Restless legs syndrome affects both men and women of all ages. However, it is more common in women and older people.
About 35% of patients who report RLS say it started before the age of 20. This shows that this problem is common in children and adolescents. Therefore, it is important that teachers and parents are informed about the syndrome.
What Causes Restless Leg Syndrome?
The exact cause of restless leg syndrome varies from person to person. In some cases, the cause is unknown. Misdiagnosis is not unusual, as symptoms tend to come and go and can be quite mild. Many people with restless legs syndrome are thought to have a genetic link, as they have relatives who experience these feelings.
Restless legs syndrome has been linked to some medical conditions, including Parkinson’s disease, diabetes and peripheral neuropathy. Research shows that this syndrome may also be associated with low levels of iron in the body. Also, some women experience restless leg syndrome during the last stages of pregnancy. However, the symptoms will disappear on their own within four weeks after giving birth.
The basal ganglia in our brain is responsible for our voluntary movements. Messages from this area to our muscles require the production of a chemical signal transporter called dopamine. However, when the production steps of dopamine, which uses iron in its synthesis, are interrupted due to iron deficiency, involuntary muscle movements may occur.
What are the Symptoms of Restless Leg Syndrome?
The most common symptom is a feeling of discomfort that occurs while sitting or lying down and does not go away unless you move your legs. This is sometimes accompanied by cramps. Restless leg syndrome is often treated as a sleep disorder because the problem also makes it difficult to fall asleep.
Since problems falling asleep and maintaining sleep cause a person to be sleep deprived, if it is a child with the syndrome, problems may arise in the child’s academic performance or daytime behavior (irritability, moodiness, difficulty concentrating, hyperactivity, etc.).

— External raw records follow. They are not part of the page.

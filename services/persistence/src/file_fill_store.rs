//! File-backed fill store
//!
//! All fills live in one checksummed ledger file, `fills.ledger`, loaded
//! into memory on open. Every mutation rewrites the ledger through the same
//! temp file + fsync + rename path as trade snapshots and only then updates
//! the in-memory copy, so memory never runs ahead of disk.

use std::collections::{BTreeMap, BTreeSet};
use std::fs;
use std::io::ErrorKind;
use std::path::{Path, PathBuf};
use std::sync::RwLock;

use serde::{Deserialize, Serialize};
use tracing::{debug, info};
use types::fill::Fill;
use types::ids::{AccountId, ExternalFillId};

use crate::error::StoreError;
use crate::file_store::write_atomic;
use crate::fill_store::{FillStore, InsertOutcome};
use crate::snapshot::digest;

pub const FILL_LEDGER_FILE: &str = "fills.ledger";
const LEDGER_VERSION: u32 = 1;

#[derive(Debug, Serialize, Deserialize)]
struct FillLedger {
    version: u32,
    fills: Vec<Fill>,
    checksum: String,
}

impl FillLedger {
    fn decode(bytes: &[u8]) -> Result<Vec<Fill>, StoreError> {
        let ledger: FillLedger = bincode::deserialize(bytes)?;
        if ledger.version > LEDGER_VERSION {
            return Err(StoreError::UnsupportedVersion(ledger.version));
        }
        let actual = digest(&ledger.fills)?;
        if actual != ledger.checksum {
            return Err(StoreError::IntegrityFailure {
                expected: ledger.checksum,
                actual,
            });
        }
        Ok(ledger.fills)
    }
}

pub struct FileFillStore {
    path: PathBuf,
    fills: RwLock<BTreeMap<ExternalFillId, Fill>>,
}

impl FileFillStore {
    /// Open (and create if needed) the ledger in `dir`.
    pub fn open(dir: impl AsRef<Path>) -> Result<Self, StoreError> {
        let dir = dir.as_ref();
        fs::create_dir_all(dir)?;
        let path = dir.join(FILL_LEDGER_FILE);

        let fills = match fs::read(&path) {
            Ok(bytes) => FillLedger::decode(&bytes)?,
            Err(e) if e.kind() == ErrorKind::NotFound => Vec::new(),
            Err(e) => return Err(e.into()),
        };
        info!(path = %path.display(), fills = fills.len(), "File fill store opened");

        Ok(Self {
            path,
            fills: RwLock::new(fills.into_iter().map(|f| (f.external_id.clone(), f)).collect()),
        })
    }

    pub fn path(&self) -> &Path {
        &self.path
    }

    pub fn len(&self) -> usize {
        self.fills.read().map(|f| f.len()).unwrap_or(0)
    }

    pub fn is_empty(&self) -> bool {
        self.len() == 0
    }

    fn persist(&self, fills: &BTreeMap<ExternalFillId, Fill>) -> Result<(), StoreError> {
        let fills: Vec<Fill> = fills.values().cloned().collect();
        let checksum = digest(&fills)?;
        let ledger = FillLedger {
            version: LEDGER_VERSION,
            fills,
            checksum,
        };
        let data = bincode::serialize(&ledger)?;
        write_atomic(&self.path, &data)?;
        debug!(fills = ledger.fills.len(), bytes = data.len(), "Fill ledger written");
        Ok(())
    }
}

impl FillStore for FileFillStore {
    fn insert_fills(&self, fills: Vec<Fill>) -> Result<InsertOutcome, StoreError> {
        let mut stored = self.fills.write().map_err(|_| StoreError::Poisoned)?;
        let mut next = stored.clone();
        let mut outcome = InsertOutcome::default();

        for fill in fills {
            if next.contains_key(&fill.external_id) {
                debug!(fill_id = %fill.external_id, "Duplicate fill ignored");
                outcome.duplicates.push(fill.external_id);
                continue;
            }
            outcome.affected_accounts.insert(fill.account_id);
            outcome.inserted.push(fill.external_id.clone());
            next.insert(fill.external_id.clone(), fill);
        }

        if !outcome.inserted.is_empty() {
            self.persist(&next)?;
            *stored = next;
        }

        info!(
            inserted = outcome.inserted.len(),
            duplicates = outcome.duplicates.len(),
            accounts = outcome.affected_accounts.len(),
            "Fills stored"
        );
        Ok(outcome)
    }

    fn fills_for_account(&self, account_id: AccountId) -> Result<Vec<Fill>, StoreError> {
        let stored = self.fills.read().map_err(|_| StoreError::Poisoned)?;
        Ok(stored
            .values()
            .filter(|f| f.account_id == account_id)
            .cloned()
            .collect())
    }

    fn accounts(&self) -> Result<Vec<AccountId>, StoreError> {
        let stored = self.fills.read().map_err(|_| StoreError::Poisoned)?;
        let accounts: BTreeSet<AccountId> = stored.values().map(|f| f.account_id).collect();
        Ok(accounts.into_iter().collect())
    }

    fn reset_account(&self, account_id: AccountId) -> Result<usize, StoreError> {
        let mut stored = self.fills.write().map_err(|_| StoreError::Poisoned)?;
        let mut next = stored.clone();
        next.retain(|_, f| f.account_id != account_id);
        let removed = stored.len() - next.len();

        if removed > 0 {
            self.persist(&next)?;
            *stored = next;
        }
        info!(%account_id, removed, "Account fills reset");
        Ok(removed)
    }
}

// ── Tests ───────────────────────────────────────────────────────────

#[cfg(test)]
mod tests {
    use super::*;
    use chrono::{TimeZone, Utc};
    use rust_decimal::Decimal;
    use tempfile::TempDir;
    use types::fill::Side;
    use types::ids::Ticker;

    fn fill(id: &str, account: AccountId, side: Side) -> Fill {
        Fill::new(
            id,
            account,
            Ticker::new("NVDA"),
            Utc.with_ymd_and_hms(2024, 10, 1, 14, 0, 0).unwrap(),
            side,
            25,
            Decimal::new(11875, 2),
            Decimal::new(35, 2),
        )
    }

    #[test]
    fn test_fills_survive_reopen() {
        let dir = TempDir::new().unwrap();
        let account = AccountId::new();
        {
            let store = FileFillStore::open(dir.path()).unwrap();
            store.insert_fills(vec![fill("E1", account, Side::BUY)]).unwrap();
        }
        let store = FileFillStore::open(dir.path()).unwrap();
        store.insert_fills(vec![fill("E2", account, Side::SELL)]).unwrap();

        let reopened = FileFillStore::open(dir.path()).unwrap();
        let fills = reopened.fills_for_account(account).unwrap();
        assert_eq!(fills.len(), 2);
        assert_eq!(fills[0], fill("E1", account, Side::BUY));
        assert_eq!(reopened.accounts().unwrap(), vec![account]);
    }

    #[test]
    fn test_duplicate_across_reopen_ignored() {
        let dir = TempDir::new().unwrap();
        let account = AccountId::new();
        FileFillStore::open(dir.path())
            .unwrap()
            .insert_fills(vec![fill("E1", account, Side::BUY)])
            .unwrap();

        let store = FileFillStore::open(dir.path()).unwrap();
        let outcome = store.insert_fills(vec![fill("E1", account, Side::SELL)]).unwrap();
        assert_eq!(outcome.duplicate_count(), 1);
        assert!(outcome.affected_accounts.is_empty());
        assert_eq!(store.fills_for_account(account).unwrap()[0].side, Side::BUY);
    }

    #[test]
    fn test_reset_is_durable() {
        let dir = TempDir::new().unwrap();
        let a = AccountId::new();
        let b = AccountId::new();
        let store = FileFillStore::open(dir.path()).unwrap();
        store
            .insert_fills(vec![fill("A1", a, Side::BUY), fill("B1", b, Side::BUY)])
            .unwrap();
        assert_eq!(store.reset_account(a).unwrap(), 1);

        let reopened = FileFillStore::open(dir.path()).unwrap();
        assert!(reopened.fills_for_account(a).unwrap().is_empty());
        assert_eq!(reopened.len(), 1);
    }

    #[test]
    fn test_corrupt_ledger_detected() {
        let dir = TempDir::new().unwrap();
        let store = FileFillStore::open(dir.path()).unwrap();
        store
            .insert_fills(vec![fill("E1", AccountId::new(), Side::BUY)])
            .unwrap();

        let path = dir.path().join(FILL_LEDGER_FILE);
        let mut bytes = fs::read(&path).unwrap();
        // Flip a byte inside the commission string, well before the checksum
        let pos = bytes.windows(4).position(|w| w == b"0.35").unwrap();
        bytes[pos + 3] = b'6';
        fs::write(&path, bytes).unwrap();

        assert!(matches!(
            FileFillStore::open(dir.path()),
            Err(StoreError::IntegrityFailure { .. })
        ));
    }
}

In young people with similar symptoms, the condition is often dismissed as being confused with “growing pains” or thought to be related to overexertion during physical activity. However, restless legs syndrome is a real condition that requires appropriate assessment, diagnosis and treatment.
How is restless leg syndrome treated?
For treatment, a definitive diagnosis is first necessary. Unfortunately, there is no specific diagnostic test for restless leg syndrome. It is diagnosed based on symptoms. A medical history and a complete physical examination are performed to exclude other possible health problems. A blood test will also be ordered to check the level of iron in the blood.
People who have these problems due to iron deficiency are recommended mineral supplements to raise iron levels. However, some lifestyle changes can also help to reduce mild or moderate symptoms. These include stopping or reducing your intake of caffeine, alcohol or tobacco.
Light exercise, such as walking or cycling, is also known to reduce symptoms. If the person with the problem is a child, any dietary supplements the child is taking, including herbal ones, should be reviewed. An unexpected food can cause the symptoms of this syndrome to appear. Some of these are known to be medicines that treat nausea, colds, allergies and depression.